For someone who’s literally become a part of me, I know surprisingly little about Ralph. I don’t know when or where he was born, nor do I know his given name or anything about his family circumstances.
What I do know is that sometime in the last few years, somewhere in the world, a special baby boy came into the world. His parents made a felicitous decision to donate his umbilical cord to a blood bank. The cord was genetically typed, catalogued, and frozen for use in a future transplant.
Umbilical cords, routinely discarded as medical waste, contain a rich diversity of stem cells capable of growing an entirely new immune system for a blood cancer patient in need of a life-saving medical intervention.
In 2016, I was one such patient. Diagnosed with acute myeloid leukemia, I needed a donor for a stem cell transplant to save my life. After considering relatives and unrelated adult donors, the decision was made to use a cord blood donor that was a good genetic match for me.
As my transplant day drew near, I playfully named my donor and his stem cells “Ralph.” To prepare for Ralph, my body was blasted with lethal doses of chemotherapy and radiation to kill off my old immune system, much of my bone marrow, and any lingering disease that remained.
Meanwhile, Ralph’s umbilical cord was shipped to my hospital and thawed out so that the cord blood and its life-saving stem cells could be extracted and collected in something approximating a quart-size Ziploc bag. Ralph and I first met on October 20, 2016, when he was transfused into my blood stream.
We got along right from the start. Within three weeks, a bone marrow biopsy revealed that Ralph was 99% engrafted, meaning he had made a home for himself in my body and was proceeding to build me a new, disease-free immune system. As I recovered, my DNA and blood type gradually changed over from my original genetic material to Ralph’s.
One risk of this procedure is “graft vs. host disease” whereby the donor stem cells attack the recipient’s body as foreign to them. It happens in about 60-70% of transplants, but it never happened to me as Ralph held his fire and seamlessly became a part of me.

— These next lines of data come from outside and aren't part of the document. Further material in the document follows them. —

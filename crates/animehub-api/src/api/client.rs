//! High-level Jikan API client.
//!
//! One method per upstream resource the catalog browser uses. Every
//! method builds a locator, hands it to the gateway and unwraps the
//! response envelope; none of them add pacing or retry logic of their
//! own.

use std::time::Duration;

use reqwest::Client;
use tracing::debug;
use url::Url;

use super::error::ApiError;
use super::gateway::{Gateway, DEFAULT_MIN_INTERVAL};
use super::query::{AnimeKind, AnimeQuery, MangaKind, MangaQuery};
use super::types::{
    Anime, Character, CharacterRole, Envelope, Genre, Manga, Page, Recommendation,
    RelatedRecommendation, ThemeSongs, VoicedBy,
};

/// Default base URL for the Jikan API v4.
const DEFAULT_BASE_URL: &str = "https://api.jikan.moe/v4/";

/// Default User-Agent sent with every request.
const DEFAULT_USER_AGENT: &str = concat!("animehub-api/", env!("CARGO_PKG_VERSION"));

/// Jikan API v4 client.
#[derive(Debug)]
pub struct JikanClient {
    /// Rate-limited request gateway; all calls go through it.
    gateway: Gateway,
    /// Base URL endpoints are joined onto.
    base_url: Url,
}

/// Builder for [`JikanClient`].
#[derive(Debug, Default)]
pub struct JikanClientBuilder {
    base_url: Option<Url>,
    user_agent: Option<String>,
    min_interval: Option<Duration>,
}

impl JikanClientBuilder {
    /// Overrides the base URL (used to point tests at a mock server).
    #[must_use]
    pub fn base_url(mut self, url: Url) -> Self {
        self.base_url = Some(url);
        self
    }

    /// Overrides the User-Agent header.
    #[must_use]
    pub fn user_agent(mut self, ua: impl Into<String>) -> Self {
        self.user_agent = Some(ua.into());
        self
    }

    /// Overrides the minimum interval between dispatches (default 1 s).
    #[must_use]
    pub const fn min_interval(mut self, interval: Duration) -> Self {
        self.min_interval = Some(interval);
        self
    }

    /// Builds the client.
    pub fn build(self) -> Result<JikanClient, ApiError> {
        let base_url = match self.base_url {
            Some(url) => url,
            None => Url::parse(DEFAULT_BASE_URL)?,
        };

        let http = Client::builder()
            .user_agent(self.user_agent.as_deref().unwrap_or(DEFAULT_USER_AGENT))
            .gzip(true)
            .build()
            .map_err(ApiError::Transport)?;

        let min_interval = self.min_interval.unwrap_or(DEFAULT_MIN_INTERVAL);

        Ok(JikanClient {
            gateway: Gateway::new(http, min_interval),
            base_url,
        })
    }
}

impl JikanClient {
    /// Creates a client against the public Jikan API with default pacing.
    pub fn new() -> Result<Self, ApiError> {
        Self::builder().build()
    }

    /// Returns a builder for customized clients.
    pub fn builder() -> JikanClientBuilder {
        JikanClientBuilder::default()
    }

    fn endpoint(&self, path: &str) -> Result<Url, ApiError> {
        Ok(self.base_url.join(path)?)
    }

    // --- anime ---

    /// Searches anime with the given filters (`/anime`).
    pub async fn search_anime(&self, query: &AnimeQuery) -> Result<Page<Anime>, ApiError> {
        let mut url = self.endpoint("anime")?;
        query.apply(&mut url);
        self.gateway.fetch_json(url).await
    }

    /// Fetches one anime by MAL id (`/anime/{id}`).
    pub async fn anime_by_id(&self, id: u32) -> Result<Anime, ApiError> {
        debug!(mal_id = id, "fetching anime details");
        let url = self.endpoint(&format!("anime/{id}"))?;
        let envelope: Envelope<Anime> = self.gateway.fetch_json(url).await?;
        Ok(envelope.data)
    }

    /// Fetches the full detail record for an anime (`/anime/{id}/full`).
    pub async fn anime_full(&self, id: u32) -> Result<Anime, ApiError> {
        let url = self.endpoint(&format!("anime/{id}/full"))?;
        let envelope: Envelope<Anime> = self.gateway.fetch_json(url).await?;
        Ok(envelope.data)
    }

    /// Fetches the cast of an anime (`/anime/{id}/characters`).
    pub async fn anime_characters(&self, id: u32) -> Result<Vec<CharacterRole>, ApiError> {
        let url = self.endpoint(&format!("anime/{id}/characters"))?;
        let envelope: Envelope<Vec<CharacterRole>> = self.gateway.fetch_json(url).await?;
        Ok(envelope.data)
    }

    /// Fetches opening and ending themes (`/anime/{id}/themes`).
    pub async fn anime_themes(&self, id: u32) -> Result<ThemeSongs, ApiError> {
        let url = self.endpoint(&format!("anime/{id}/themes"))?;
        let envelope: Envelope<ThemeSongs> = self.gateway.fetch_json(url).await?;
        Ok(envelope.data)
    }

    /// Fetches recommendations for one anime (`/anime/{id}/recommendations`).
    pub async fn anime_recommendations(
        &self,
        id: u32,
    ) -> Result<Vec<RelatedRecommendation>, ApiError> {
        let url = self.endpoint(&format!("anime/{id}/recommendations"))?;
        let envelope: Envelope<Vec<RelatedRecommendation>> = self.gateway.fetch_json(url).await?;
        Ok(envelope.data)
    }

    /// Fetches a random anime (`/random/anime`).
    pub async fn random_anime(&self) -> Result<Anime, ApiError> {
        let url = self.endpoint("random/anime")?;
        let envelope: Envelope<Anime> = self.gateway.fetch_json(url).await?;
        Ok(envelope.data)
    }

    /// Fetches a page of the top anime ranking, optionally filtered by
    /// media type (`/top/anime`).
    pub async fn top_anime(
        &self,
        page: u32,
        kind: Option<AnimeKind>,
    ) -> Result<Page<Anime>, ApiError> {
        debug!(page, "fetching top anime");
        let mut url = self.endpoint("top/anime")?;
        {
            let mut pairs = url.query_pairs_mut();
            pairs.append_pair("page", &page.to_string());
            if let Some(kind) = kind {
                pairs.append_pair("type", kind.as_str());
            }
        }
        self.gateway.fetch_json(url).await
    }

    /// Fetches the currently airing season (`/seasons/now`).
    pub async fn season_now(&self, page: u32) -> Result<Page<Anime>, ApiError> {
        let mut url = self.endpoint("seasons/now")?;
        url.query_pairs_mut().append_pair("page", &page.to_string());
        self.gateway.fetch_json(url).await
    }

    /// Fetches upcoming-season anime (`/seasons/upcoming`).
    pub async fn season_upcoming(&self, page: u32) -> Result<Page<Anime>, ApiError> {
        let mut url = self.endpoint("seasons/upcoming")?;
        url.query_pairs_mut().append_pair("page", &page.to_string());
        self.gateway.fetch_json(url).await
    }

    /// Fetches the anime genre list (`/genres/anime`).
    pub async fn anime_genres(&self) -> Result<Vec<Genre>, ApiError> {
        let url = self.endpoint("genres/anime")?;
        let envelope: Envelope<Vec<Genre>> = self.gateway.fetch_json(url).await?;
        Ok(envelope.data)
    }

    // --- manga ---

    /// Searches manga with the given filters (`/manga`).
    pub async fn search_manga(&self, query: &MangaQuery) -> Result<Page<Manga>, ApiError> {
        let mut url = self.endpoint("manga")?;
        query.apply(&mut url);
        self.gateway.fetch_json(url).await
    }

    /// Fetches one manga by MAL id (`/manga/{id}`).
    pub async fn manga_by_id(&self, id: u32) -> Result<Manga, ApiError> {
        debug!(mal_id = id, "fetching manga details");
        let url = self.endpoint(&format!("manga/{id}"))?;
        let envelope: Envelope<Manga> = self.gateway.fetch_json(url).await?;
        Ok(envelope.data)
    }

    /// Fetches the full detail record for a manga (`/manga/{id}/full`).
    pub async fn manga_full(&self, id: u32) -> Result<Manga, ApiError> {
        let url = self.endpoint(&format!("manga/{id}/full"))?;
        let envelope: Envelope<Manga> = self.gateway.fetch_json(url).await?;
        Ok(envelope.data)
    }

    /// Fetches the cast of a manga (`/manga/{id}/characters`).
    pub async fn manga_characters(&self, id: u32) -> Result<Vec<CharacterRole>, ApiError> {
        let url = self.endpoint(&format!("manga/{id}/characters"))?;
        let envelope: Envelope<Vec<CharacterRole>> = self.gateway.fetch_json(url).await?;
        Ok(envelope.data)
    }

    /// Fetches recommendations for one manga (`/manga/{id}/recommendations`).
    pub async fn manga_recommendations(
        &self,
        id: u32,
    ) -> Result<Vec<RelatedRecommendation>, ApiError> {
        let url = self.endpoint(&format!("manga/{id}/recommendations"))?;
        let envelope: Envelope<Vec<RelatedRecommendation>> = self.gateway.fetch_json(url).await?;
        Ok(envelope.data)
    }

    /// Fetches a random manga (`/random/manga`).
    pub async fn random_manga(&self) -> Result<Manga, ApiError> {
        let url = self.endpoint("random/manga")?;
        let envelope: Envelope<Manga> = self.gateway.fetch_json(url).await?;
        Ok(envelope.data)
    }

    /// Fetches a page of the top manga ranking, optionally filtered by
    /// media type (`/top/manga`).
    pub async fn top_manga(
        &self,
        page: u32,
        kind: Option<MangaKind>,
    ) -> Result<Page<Manga>, ApiError> {
        debug!(page, "fetching top manga");
        let mut url = self.endpoint("top/manga")?;
        {
            let mut pairs = url.query_pairs_mut();
            pairs.append_pair("page", &page.to_string());
            if let Some(kind) = kind {
                pairs.append_pair("type", kind.as_str());
            }
        }
        self.gateway.fetch_json(url).await
    }

    /// Fetches the manga genre list (`/genres/manga`).
    pub async fn manga_genres(&self) -> Result<Vec<Genre>, ApiError> {
        let url = self.endpoint("genres/manga")?;
        let envelope: Envelope<Vec<Genre>> = self.gateway.fetch_json(url).await?;
        Ok(envelope.data)
    }

    // --- characters ---

    /// Searches characters by name (`/characters`).
    pub async fn search_characters(
        &self,
        query: &str,
        page: u32,
    ) -> Result<Page<Character>, ApiError> {
        let mut url = self.endpoint("characters")?;
        url.query_pairs_mut()
            .append_pair("q", query)
            .append_pair("page", &page.to_string());
        self.gateway.fetch_json(url).await
    }

    /// Fetches one character's full record (`/characters/{id}/full`).
    pub async fn character_full(&self, id: u32) -> Result<Character, ApiError> {
        let url = self.endpoint(&format!("characters/{id}/full"))?;
        let envelope: Envelope<Character> = self.gateway.fetch_json(url).await?;
        Ok(envelope.data)
    }

    /// Fetches a character's voice acting credits (`/characters/{id}/voices`).
    pub async fn character_voices(&self, id: u32) -> Result<Vec<VoicedBy>, ApiError> {
        let url = self.endpoint(&format!("characters/{id}/voices"))?;
        let envelope: Envelope<Vec<VoicedBy>> = self.gateway.fetch_json(url).await?;
        Ok(envelope.data)
    }

    // --- community recommendations ---

    /// Fetches recent community anime recommendations
    /// (`/recommendations/anime`).
    pub async fn recent_anime_recommendations(
        &self,
        page: u32,
    ) -> Result<Page<Recommendation>, ApiError> {
        let mut url = self.endpoint("recommendations/anime")?;
        url.query_pairs_mut().append_pair("page", &page.to_string());
        self.gateway.fetch_json(url).await
    }

    /// Fetches recent community manga recommendations
    /// (`/recommendations/manga`).
    pub async fn recent_manga_recommendations(
        &self,
        page: u32,
    ) -> Result<Page<Recommendation>, ApiError> {
        let mut url = self.endpoint("recommendations/manga")?;
        url.query_pairs_mut().append_pair("page", &page.to_string());
        self.gateway.fetch_json(url).await
    }
}
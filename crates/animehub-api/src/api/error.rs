//! Error taxonomy for API calls.

use reqwest::StatusCode;
use thiserror::Error;

/// Errors surfaced by the gateway and the client layer.
///
/// Every variant is local to the call that produced it: the gateway never
/// retries, and a failed call still consumes its pacing slot.
#[derive(Debug, Error)]
pub enum ApiError {
    /// Connection, DNS or timeout failure before any HTTP status was
    /// obtained.
    #[error("transport error: {0}")]
    Transport(#[source] reqwest::Error),

    /// The server answered with a non-success status code.
    #[error("request failed with HTTP status {status}")]
    RequestFailed {
        /// The status the upstream returned.
        status: StatusCode,
    },

    /// The response body could not be decoded as JSON of the expected
    /// shape.
    #[error("failed to decode response body: {0}")]
    Decode(#[source] reqwest::Error),

    /// An endpoint path or query could not be assembled into a valid URL.
    /// Produced by the locator-building layer, never by the gateway.
    #[error("invalid locator: {0}")]
    InvalidLocator(#[from] url::ParseError),
}

impl ApiError {
    /// Returns the HTTP status for `RequestFailed` errors.
    pub fn status(&self) -> Option<StatusCode> {
        match self {
            Self::RequestFailed { status } => Some(*status),
            _ => None,
        }
    }
}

One year after transplant, Ralph and I got his first round of baby shots and immunizations from dead viral sources. Two years after transplant, he and I got a second round of immunizations from live viruses with booster shots two months later.
So, I’m now 70 years old, Ralph is approaching 6 years old, and we have become one. At the cellular level, however, I have become Ralph and he has saved my life.